--- Your task ---
Where a line in the material below has the string "StrictDecreasing", please report it.

***** Working data

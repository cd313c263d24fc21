use seqgen_core::{Alphabet, ConflictPolicy, RuleKind};
use seqgen_generate::{
    CancellationToken, GenerateOptions, GenerationEngine, GenerationError, GenerationRequest,
    generate,
};

fn letters(symbols: &str) -> Alphabet {
    Alphabet::parse_list(symbols).expect("parse alphabet")
}

fn rendered(result: &seqgen_generate::GenerationResult) -> Vec<String> {
    result
        .sequences
        .iter()
        .map(|sequence| sequence.to_string())
        .collect()
}

#[test]
fn no_duplicates_over_two_letters() {
    let request =
        GenerationRequest::characters(letters("a,b"), 2).with_rule(RuleKind::NoDuplicates);
    let result = generate(&request).expect("generate");

    assert_eq!(rendered(&result), vec!["ab", "ba"]);
    assert_eq!(result.rejected, 2);
    assert_eq!(result.report.evaluated, 6);
    assert_eq!(
        result.report.rejections_by_predicate.get("no_duplicates"),
        Some(&2)
    );
}

#[test]
fn strictly_increasing_numeric_triples() {
    let request = GenerationRequest::numeric(3).with_rule(RuleKind::StrictIncreasing);
    let result = generate(&request).expect("generate");

    assert_eq!(result.len(), 84);
    assert_eq!(result.nth(1).expect("first").to_string(), "123");
    assert_eq!(result.nth(84).expect("last").to_string(), "789");
    assert!(result.sequences.iter().all(|sequence| {
        sequence
            .symbols()
            .windows(2)
            .all(|pair| pair[0].numeric_value() < pair[1].numeric_value())
    }));
}

#[test]
fn rejections_are_counted_once_per_candidate() {
    let request = GenerationRequest::numeric(2).with_rule(RuleKind::StrictIncreasing);
    let result = generate(&request).expect("generate");

    assert_eq!(result.len(), 36);
    assert_eq!(result.rejected, 54);
    assert_eq!(result.report.evaluated, 99);
    assert_eq!(
        result.report.evaluated,
        result.rejected + 9 + result.len() as u64
    );
}

#[test]
fn zero_length_yields_the_empty_sequence() {
    let request = GenerationRequest::characters(letters("a,b,c"), 0)
        .with_rules([RuleKind::NoDuplicates, RuleKind::StartsWithVowel]);
    let result = generate(&request).expect("generate");

    assert_eq!(result.len(), 1);
    assert!(result.sequences[0].is_empty());
    assert_eq!(result.rejected, 0);
    assert_eq!(result.report.evaluated, 0);
}

#[test]
fn numeric_domain_never_starts_with_zero() {
    let result = generate(&GenerationRequest::numeric(1)).expect("generate");

    assert_eq!(
        rendered(&result),
        vec!["1", "2", "3", "4", "5", "6", "7", "8", "9"]
    );
    assert_eq!(result.rejected, 0);

    let result = generate(&GenerationRequest::numeric(2)).expect("generate");
    assert_eq!(result.len(), 90);
    assert_eq!(result.nth(1).expect("first").to_string(), "10");
}

#[test]
fn empty_alphabet_yields_nothing() {
    let result = generate(&GenerationRequest::characters(Alphabet::empty(), 2)).expect("generate");
    assert!(result.is_empty());
    assert_eq!(result.rejected, 0);
}

#[test]
fn results_follow_alphabet_order() {
    let result = generate(&GenerationRequest::characters(letters("c,a,b"), 2)).expect("generate");
    assert_eq!(
        rendered(&result),
        vec!["cc", "ca", "cb", "ac", "aa", "ab", "bc", "ba", "bb"]
    );
}

#[test]
fn letter_rules_combine() {
    let request = GenerationRequest::characters(letters("a,b,c,e"), 3).with_rules([
        RuleKind::NoDuplicates,
        RuleKind::StartsWithVowel,
        RuleKind::EndsWithConsonant,
    ]);
    let result = generate(&request).expect("generate");

    assert_eq!(
        rendered(&result),
        vec!["abc", "acb", "aeb", "aec", "eab", "eac", "ebc", "ecb"]
    );
}

#[test]
fn generation_is_repeatable() {
    let request = GenerationRequest::characters(letters("a,b,c,1,2"), 3)
        .with_rules([RuleKind::NoAdjacentVowels, RuleKind::NoConsecutiveNumbers]);

    let first = generate(&request).expect("first run");
    let second = generate(&request).expect("second run");

    assert_eq!(first.sequences, second.sequences);
    assert_eq!(first.rejected, second.rejected);
    assert_eq!(
        first.report.rejections_by_predicate,
        second.report.rejections_by_predicate
    );
}

#[test]
fn unknown_rule_names_are_reported_together() {
    let err = GenerationRequest::numeric(2)
        .with_rule_names(&["noSuchRule", "strictIncreasing", "other"])
        .expect_err("unknown rules");

    match err {
        GenerationError::UnknownRules { names } => {
            assert_eq!(names, vec!["noSuchRule".to_string(), "other".to_string()]);
        }
        other => panic!("unexpected error: {other}"),
    }
}

#[test]
fn aliases_resolve_to_catalog_rules() {
    let request = GenerationRequest::numeric(2)
        .with_rule_names(&["descendingOrder", "noTwoEven"])
        .expect("resolve aliases");
    assert_eq!(
        request.rules,
        vec![RuleKind::StrictDecreasing, RuleKind::NoAdjacentEven]
    );

    let request = GenerationRequest::characters(letters("a,b"), 2)
        .with_rule_names(&["descendingOrder"])
        .expect("resolve alias");
    assert_eq!(request.rules, vec![RuleKind::NonIncreasing]);
}

#[test]
fn numeric_descending_order_is_strict() {
    let request = GenerationRequest::numeric(2)
        .with_rule_names(&["descendingOrder"])
        .expect("resolve alias");
    let result = generate(&request).expect("generate");

    assert_eq!(result.len(), 45);
    assert_eq!(rendered(&result)[..3], ["10", "20", "21"]);
    assert!(result.sequences.iter().all(|sequence| {
        let digits = sequence.to_string().into_bytes();
        digits[1] < digits[0]
    }));
}

#[test]
fn conflicting_rules_are_rejected_by_default() {
    let request = GenerationRequest::numeric(2)
        .with_rules([RuleKind::StrictIncreasing, RuleKind::StrictDecreasing]);
    let err = generate(&request).expect_err("conflict");

    assert!(matches!(
        err,
        GenerationError::ConflictingRules {
            first: RuleKind::StrictIncreasing,
            second: RuleKind::StrictDecreasing,
        }
    ));
}

#[test]
fn prefer_decreasing_drops_the_increasing_rule() {
    let request = GenerationRequest::numeric(2)
        .with_rules([RuleKind::StrictIncreasing, RuleKind::StrictDecreasing])
        .with_conflict_policy(ConflictPolicy::PreferDecreasing);
    let result = generate(&request).expect("generate");

    assert_eq!(result.len(), 45);
    assert_eq!(result.report.rules, vec!["strict_decreasing".to_string()]);
    assert_eq!(
        result.report.dropped_rules,
        vec!["strict_increasing".to_string()]
    );
}

#[test]
fn search_space_limit_fails_fast() {
    let err = generate(&GenerationRequest::numeric(13)).expect_err("too large");
    match err {
        GenerationError::SearchSpaceTooLarge { estimated, limit } => {
            assert_eq!(limit, 1_000_000_000_000);
            assert!(estimated > u128::from(limit));
        }
        other => panic!("unexpected error: {other}"),
    }
}

#[test]
fn evaluation_budget_stops_the_search() {
    let options = GenerateOptions {
        max_evaluations: Some(100),
        ..GenerateOptions::default()
    };
    let err = GenerationEngine::new(options)
        .run(&GenerationRequest::numeric(6), &CancellationToken::new())
        .expect_err("budget exhausted");

    assert!(matches!(err, GenerationError::BudgetExhausted { limit: 100 }));
}

#[test]
fn unbounded_options_allow_large_searches() {
    let options = GenerateOptions::unbounded();
    let request = GenerationRequest::numeric(4).with_rule(RuleKind::StrictIncreasing);
    let result = GenerationEngine::new(options)
        .run(&request, &CancellationToken::new())
        .expect("generate");
    assert_eq!(result.len(), 126);
}

#[test]
fn out_of_range_indices_are_errors() {
    let result = generate(&GenerationRequest::numeric(1)).expect("generate");

    assert!(matches!(
        result.nth(0),
        Err(GenerationError::IndexOutOfRange { index: 0, len: 9 })
    ));
    assert!(matches!(
        result.nth(10),
        Err(GenerationError::IndexOutOfRange { index: 10, len: 9 })
    ));
    assert_eq!(result.nth(9).expect("last").to_string(), "9");

    let preview = result.preview(200);
    assert_eq!(preview.shown.len(), 9);
    assert_eq!(preview.hidden, 0);
}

**********

--- Your solution ---
        vec![RuleKind::StrictDecreasing, RuleKind::NoAdjacentEven]
        .with_rules([RuleKind::StrictIncreasing, RuleKind::StrictDecreasing]);
            second: RuleKind::StrictDecreasing,
        .with_rules([RuleKind::StrictIncreasing, RuleKind::StrictDecreasing])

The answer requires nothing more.